A stunning, floor length nightdress made out of 2,000 Walgreens prescription labels for sleeping pills is the latest creation of a Minnesota artist, whose previous works include a life-size wedding dress made from thousands of cancelled postage stamps.
“Dreaming of Sleep” is the title of the new work by Erica Spitzer Rasmussen, an artist from St Paul, Minnesota, who specializes in making handmade paper garments. It uses materials including cotton, tissue paper and scanned prescriptions custom-printed on peel-and-stick wallpaper by Spoonflower.com the custom fabric and wallpaper website.
The inspiration for it came to Rasmussen in, fittingly, a dream but derives before that from her own reliance on sleeping pills.
“I’m an insomniac,” she says. “About three years ago, after a particularly restless night, I finally fell asleep in the early morning hours. When I reached a few fleeting moments of sleep, I dreamt about sleeping peacefully. Shortly thereafter the alarm clock woke me and I wrote ‘dreaming of sleep’ on a pad of paper next to the bed.”
“Sadly, a satisfying night’s sleep for me generally requires medication. Dreaming of Sleep is a self- portrait that illustrates my dependence on those staples of the pharmaceutical industry.”

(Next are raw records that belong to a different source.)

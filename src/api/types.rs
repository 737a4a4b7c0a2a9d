//! Shared state for the portal API.

use std::path::Path;
use std::sync::{Arc, Mutex, MutexGuard};

use rusqlite::Connection;

use crate::api::error::ApiError;
use crate::credentials::CredentialSet;
use crate::db::{self, DatabaseError};
use crate::session::SessionStore;

/// Shared context for all routes and middleware: the store handle,
/// the in-memory session store, and the credential set.
#[derive(Clone)]
pub struct ApiContext {
    db: Arc<Mutex<Connection>>,
    pub sessions: Arc<Mutex<SessionStore>>,
    pub credentials: Arc<CredentialSet>,
}

impl ApiContext {
    pub fn new(conn: Connection, credentials: CredentialSet) -> Self {
        Self {
            db: Arc::new(Mutex::new(conn)),
            sessions: Arc::new(Mutex::new(SessionStore::new())),
            credentials: Arc::new(credentials),
        }
    }

    /// Open (or create) the on-disk store and wrap it in a context.
    pub fn open(path: &Path, credentials: CredentialSet) -> Result<Self, DatabaseError> {
        Ok(Self::new(db::open_database(path)?, credentials))
    }

    /// In-memory store, for tests and ephemeral runs.
    pub fn in_memory(credentials: CredentialSet) -> Result<Self, DatabaseError> {
        Ok(Self::new(db::open_memory_database()?, credentials))
    }

    /// Scoped store handle. Each request acquires it for the duration
    /// of its reads/writes and releases it when the guard drops, on
    /// every exit path.
    pub fn db(&self) -> Result<MutexGuard<'_, Connection>, ApiError> {
        self.db
            .lock()
            .map_err(|_| ApiError::Internal("database lock poisoned".into()))
    }

    /// Resolve a session token to its identity.
    pub fn session_identity(&self, token: &str) -> Result<Option<crate::models::Identity>, ApiError> {
        let sessions = self
            .sessions
            .lock()
            .map_err(|_| ApiError::Internal("session lock poisoned".into()))?;
        Ok(sessions.identity(token))
    }
}
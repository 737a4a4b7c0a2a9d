//! Homecare workflow — patients submit requests for their own name,
//! doctors review the full queue. The manager has no part here.

use axum::extract::State;
use axum::{Extension, Json};
use serde::{Deserialize, Serialize};

use crate::api::error::ApiError;
use crate::api::middleware::session::CurrentUser;
use crate::api::types::ApiContext;
use crate::authorization::{self, RoleRequirement};
use crate::models::{HomecareRequest, Role};
use crate::records::{self, HomecareTicket};

#[derive(Debug, Serialize)]
#[serde(untagged)]
pub enum HomecareView {
    Own {
        request_info: Option<HomecareRequest>,
    },
    All {
        requests: Vec<HomecareTicket>,
    },
}

#[derive(Debug, Deserialize)]
pub struct HomecareBody {
    pub reason: String,
}

/// `GET /apply_homecare` — a patient's current request, or the whole
/// queue for a doctor.
pub async fn view(
    State(ctx): State<ApiContext>,
    Extension(user): Extension<CurrentUser>,
) -> Result<Json<HomecareView>, ApiError> {
    let identity = authorization::require(user.0.as_ref(), RoleRequirement::Authenticated)?;
    let conn = ctx.db()?;

    match identity.role {
        Role::Patient => Ok(Json(HomecareView::Own {
            request_info: records::current_homecare(&conn, &identity.name)?,
        })),
        Role::Doctor => Ok(Json(HomecareView::All {
            requests: records::all_homecare(&conn)?,
        })),
        Role::Manager => Err(ApiError::Restricted),
    }
}

/// `POST /apply_homecare` — submit a request for the caller's own
/// name. Always inserts a new pending row; an existing pending request
/// does not block another.
pub async fn submit(
    State(ctx): State<ApiContext>,
    Extension(user): Extension<CurrentUser>,
    Json(body): Json<HomecareBody>,
) -> Result<Json<HomecareView>, ApiError> {
    let identity = authorization::require(user.0.as_ref(), RoleRequirement::Exactly(Role::Patient))?;
    let conn = ctx.db()?;

    records::submit_homecare(&conn, &identity.name, &body.reason)?;

    Ok(Json(HomecareView::Own {
        request_info: records::current_homecare(&conn, &identity.name)?,
    }))
}
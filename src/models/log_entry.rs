use chrono::NaiveDateTime;
use serde::{Deserialize, Serialize};

/// A free-text vital-sign entry attached to exactly one patient.
///
/// Ordering by `recorded_at` ascending (row id as tiebreak) is the
/// canonical sequence; "latest" means last in that order.
#[derive(Debug, Clone, PartialEq, Serialize, Deserialize)]
pub struct LogEntry {
    pub id: i64,
    pub content: String,
    pub recorded_at: NaiveDateTime,
    pub patient_id: i64,
}

impl LogEntry {
    /// Display line in the `"<date>: <body>"` form the metrics parser
    /// understands.
    pub fn display_line(&self) -> String {
        format!("{}: {}", self.recorded_at.format("%Y-%m-%d"), self.content)
    }
}
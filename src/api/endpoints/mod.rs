pub mod auth;
pub mod emergency;
pub mod history;
pub mod home;
pub mod homecare;
pub mod logs;
pub mod modules;
pub mod reports;

use serde::Serialize;

/// Outcome of a positional edit/delete. `changed: false` covers the
/// silent no-op cases (out-of-range index, unknown patient).
#[derive(Debug, Serialize)]
pub struct MutationOutcome {
    pub changed: bool,
}
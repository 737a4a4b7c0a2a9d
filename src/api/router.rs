//! Portal router.
//!
//! Every route sits behind the session-loading middleware; role gating
//! happens inside the handlers so that each denial renders the same
//! restricted response regardless of cause.
//!
//! Middleware stack (outermost → innermost):
//! 1. Trace → 2. Extension(ApiContext) → 3. Session loader → Handler
//!
//! NOTE: Path params use `:param` syntax (matchit 0.7 / axum 0.7).

use axum::routing::{get, post};
use axum::Router;
use tower_http::trace::TraceLayer;

use crate::api::endpoints;
use crate::api::middleware;
use crate::api::types::ApiContext;

/// Build the portal router with the full middleware stack.
pub fn portal_router(ctx: ApiContext) -> Router {
    Router::new()
        .route("/", get(endpoints::home::dashboard))
        .route(
            "/login",
            get(endpoints::auth::status).post(endpoints::auth::login),
        )
        .route("/logout", get(endpoints::auth::logout))
        .route("/history", get(endpoints::history::list))
        .route(
            "/add_history/:patient",
            get(endpoints::history::entries).post(endpoints::history::append),
        )
        .route(
            "/edit_history/:patient/:index",
            post(endpoints::history::edit),
        )
        .route(
            "/delete_history/:patient/:index",
            post(endpoints::history::remove),
        )
        .route("/logs", get(endpoints::logs::list))
        .route(
            "/add_log/:patient",
            get(endpoints::logs::entries).post(endpoints::logs::append),
        )
        .route("/edit_log/:patient/:index", post(endpoints::logs::edit))
        .route(
            "/delete_log/:patient/:index",
            post(endpoints::logs::remove),
        )
        .route(
            "/apply_homecare",
            get(endpoints::homecare::view).post(endpoints::homecare::submit),
        )
        .route("/emergency", get(endpoints::emergency::list))
        .route("/emergency/add", post(endpoints::emergency::add))
        .route("/reports", get(endpoints::reports::view))
        .route("/modules", get(endpoints::modules::list))
        .route("/model_editor", get(endpoints::modules::model_editor))
        .with_state(ctx.clone())
        // Innermost first, outermost last; Extension must wrap the
        // session loader so it can extract ApiContext.
        .layer(axum::middleware::from_fn(
            middleware::session::load_session,
        ))
        .layer(axum::Extension(ctx))
        .layer(TraceLayer::new_for_http())
}
use chrono::NaiveDateTime;
use serde::{Deserialize, Serialize};

/// A doctor-logged acute incident tied to a patient.
///
/// Status is free text and defaults to "in progress"; no operation in
/// this system transitions it afterwards.
#[derive(Debug, Clone, PartialEq, Serialize, Deserialize)]
pub struct EmergencyEvent {
    pub id: i64,
    pub event: String,
    pub status: String,
    pub occurred_at: NaiveDateTime,
    pub patient_id: i64,
}

impl EmergencyEvent {
    /// Status every new event is created with.
    pub const STATUS_IN_PROGRESS: &'static str = "in progress";
}
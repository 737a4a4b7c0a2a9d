//! Server-side session store.
//!
//! The cookie carries an opaque token; only its SHA-256 hash is kept
//! server-side, mapped to the logged-in identity. Sessions live in
//! memory for the process lifetime and are never persisted.

use std::collections::HashMap;

use crate::models::Identity;

/// Cookie the session token travels in.
pub const SESSION_COOKIE: &str = "portal_session";

/// Generate a random session token (URL-safe base64, 32 bytes of entropy).
pub fn generate_token() -> String {
    use base64::Engine;
    let bytes: [u8; 32] = rand::random();
    base64::engine::general_purpose::URL_SAFE_NO_PAD.encode(bytes)
}

/// Hash a session token string using SHA-256.
pub fn hash_token(token: &str) -> [u8; 32] {
    use sha2::{Digest, Sha256};
    let mut hasher = Sha256::new();
    hasher.update(token.as_bytes());
    hasher.finalize().into()
}

/// `Set-Cookie` value establishing a session.
pub fn session_cookie(token: &str) -> String {
    format!("{SESSION_COOKIE}={token}; Path=/; HttpOnly; SameSite=Lax")
}

/// `Set-Cookie` value clearing the session cookie.
pub fn clear_session_cookie() -> String {
    format!("{SESSION_COOKIE}=; Path=/; HttpOnly; Max-Age=0")
}

/// In-memory session store keyed by token hash.
#[derive(Default)]
pub struct SessionStore {
    sessions: HashMap<[u8; 32], Identity>,
}

impl SessionStore {
    pub fn new() -> Self {
        Self {
            sessions: HashMap::new(),
        }
    }

    /// Create a session for an identity; returns the raw cookie token.
    pub fn create(&mut self, identity: Identity) -> String {
        let token = generate_token();
        self.sessions.insert(hash_token(&token), identity);
        token
    }

    /// Resolve a token to its identity, if the session exists.
    pub fn identity(&self, token: &str) -> Option<Identity> {
        self.sessions.get(&hash_token(token)).cloned()
    }

    /// Drop the session for a token. Idempotent.
    pub fn destroy(&mut self, token: &str) {
        self.sessions.remove(&hash_token(token));
    }

    pub fn len(&self) -> usize {
        self.sessions.len()
    }

    pub fn is_empty(&self) -> bool {
        self.sessions.is_empty()
    }
}
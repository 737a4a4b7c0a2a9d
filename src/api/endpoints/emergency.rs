//! Emergency event workflow — doctor only. Events are append-only and
//! stay in their default status.

use axum::extract::State;
use axum::{Extension, Json};
use serde::{Deserialize, Serialize};

use crate::api::error::ApiError;
use crate::api::middleware::session::CurrentUser;
use crate::api::types::ApiContext;
use crate::authorization::{self, RoleRequirement};
use crate::models::Role;
use crate::records::{self, EmergencyTicket};

#[derive(Debug, Serialize)]
pub struct EmergencyList {
    pub events: Vec<EmergencyTicket>,
}

#[derive(Debug, Deserialize)]
pub struct EmergencyBody {
    pub patient: String,
    pub event: String,
}

/// `GET /emergency` — every event, most recent first.
pub async fn list(
    State(ctx): State<ApiContext>,
    Extension(user): Extension<CurrentUser>,
) -> Result<Json<EmergencyList>, ApiError> {
    authorization::require(user.0.as_ref(), RoleRequirement::Exactly(Role::Doctor))?;
    let conn = ctx.db()?;
    Ok(Json(EmergencyList {
        events: records::all_emergencies(&conn)?,
    }))
}

/// `POST /emergency/add` — record an event, creating the named patient
/// if it does not exist yet. Responds with the updated list.
pub async fn add(
    State(ctx): State<ApiContext>,
    Extension(user): Extension<CurrentUser>,
    Json(body): Json<EmergencyBody>,
) -> Result<Json<EmergencyList>, ApiError> {
    authorization::require(user.0.as_ref(), RoleRequirement::Exactly(Role::Doctor))?;
    let conn = ctx.db()?;

    records::add_emergency(&conn, &body.patient, &body.event)?;

    Ok(Json(EmergencyList {
        events: records::all_emergencies(&conn)?,
    }))
}
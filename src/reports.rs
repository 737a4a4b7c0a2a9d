//! Aggregate report assembly — per patient: assigned modules, the
//! vital-sign log, and the clinical history. Doctors get the whole
//! roster, everyone else their own name.

use rusqlite::Connection;
use serde::Serialize;

use crate::db::DatabaseError;
use crate::models::{HistoryEntry, LogEntry};
use crate::records;

/// Everything the report view shows for one patient.
#[derive(Debug, Clone, Serialize)]
pub struct PatientReport {
    pub patient: String,
    pub modules: Vec<String>,
    pub logs: Vec<LogEntry>,
    pub history: Vec<HistoryEntry>,
}

/// Report for a single patient (empty sections for an unknown name).
pub fn report_for(conn: &Connection, patient: &str) -> Result<PatientReport, DatabaseError> {
    Ok(PatientReport {
        patient: patient.to_string(),
        modules: records::modules_for(conn, patient)?,
        logs: records::logs_for(conn, patient)?,
        history: records::histories_for(conn, patient)?,
    })
}

/// Reports for every roster patient (doctor view).
pub fn roster_reports(conn: &Connection) -> Result<Vec<PatientReport>, DatabaseError> {
    let mut reports = Vec::new();
    for patient in records::roster(conn)? {
        reports.push(report_for(conn, &patient)?);
    }
    Ok(reports)
}

#[cfg(test)]
mod tests {
    use super::*;
    use crate::db::open_memory_database;
    use crate::models::Module;

    #[test]
    fn report_bundles_all_three_sections() {
        let conn = open_memory_database().unwrap();
        records::append_history(&conn, "Liao", "Diagnosis - Heart check normal").unwrap();
        records::append_log(&conn, "Liao", "Heart rate 72").unwrap();

        let report = report_for(&conn, "Liao").unwrap();
        assert_eq!(report.patient, "Liao");
        assert_eq!(report.modules, vec![Module::BASELINE.to_string()]);
        assert_eq!(report.logs.len(), 1);
        assert_eq!(report.history.len(), 1);
    }

    #[test]
    fn unknown_patient_report_is_empty() {
        let conn = open_memory_database().unwrap();
        let report = report_for(&conn, "Nobody").unwrap();
        assert!(report.modules.is_empty());
        assert!(report.logs.is_empty());
        assert!(report.history.is_empty());
    }

    #[test]
    fn roster_reports_follow_the_store() {
        let conn = open_memory_database().unwrap();
        records::append_log(&conn, "Liao", "Heart rate 72").unwrap();
        records::append_log(&conn, "Patient B", "BP 140/90").unwrap();

        let reports = roster_reports(&conn).unwrap();
        let names: Vec<&str> = reports.iter().map(|r| r.patient.as_str()).collect();
        assert_eq!(names, vec!["Liao", "Patient B"]);
    }
}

It took Rasmussen, 47, four months and four eight – foot rolls of custom wallpaper to make the four-foot tall nightgown. It involved her cutting and stitching some 2,000 replicas of sleeping pill prescription labels. “I then integrated a secret note to myself into the hem and completed the work,” she says
Having only recently finished it, she does not plan to exhibit it until her next solo show, which will be in Oregon next year.
Rasmussen calls the nightdress a “sculptural object,” designed for exhibiting rather than wearing. “Although I made it my size, the structure has no give,” she says. “I can’t wear it without damaging it.”
The nightgown has been through various iterations. “I tried numerous material experiments, all of which failed until Spoonflower introduced their custom designed, on-demand, peel-and-stick wallpaper.
“I simply scanned a page full of sleeping pill labels (which I’d been saving for years), uploaded them to the Spoonflower website, and ordered the first of many rolls of wallpaper printed with them. In a week’s time, life-size medication labels appeared at my doorstep.”
Rasmussen describes herself as “an artist who creates mixed media and handmade paper garments.” She exhibits in galleries and museums internationally.
She has created other unusual garments in the past. The most similar to her latest work was a life- sized wedding dress called Mail Order Bride that she made in 2007 out of thousands of canceled postage stamps, collected from around the world over eight years. It was designed as a comment on the mail-order bride business and its growth in the Internet age.
As well as using handmade paper and now custom wallpaper in her art, Rasmussen is always on the lookout for other unusual new materials. “When I see tomato paste, dog hair, sausage casings, spent tea bags or dried fish skins, I envision a work that may be transitory in nature but rich in surfaces. I derive great joy from transforming everyday materials into something personal, meaningful and beautiful.”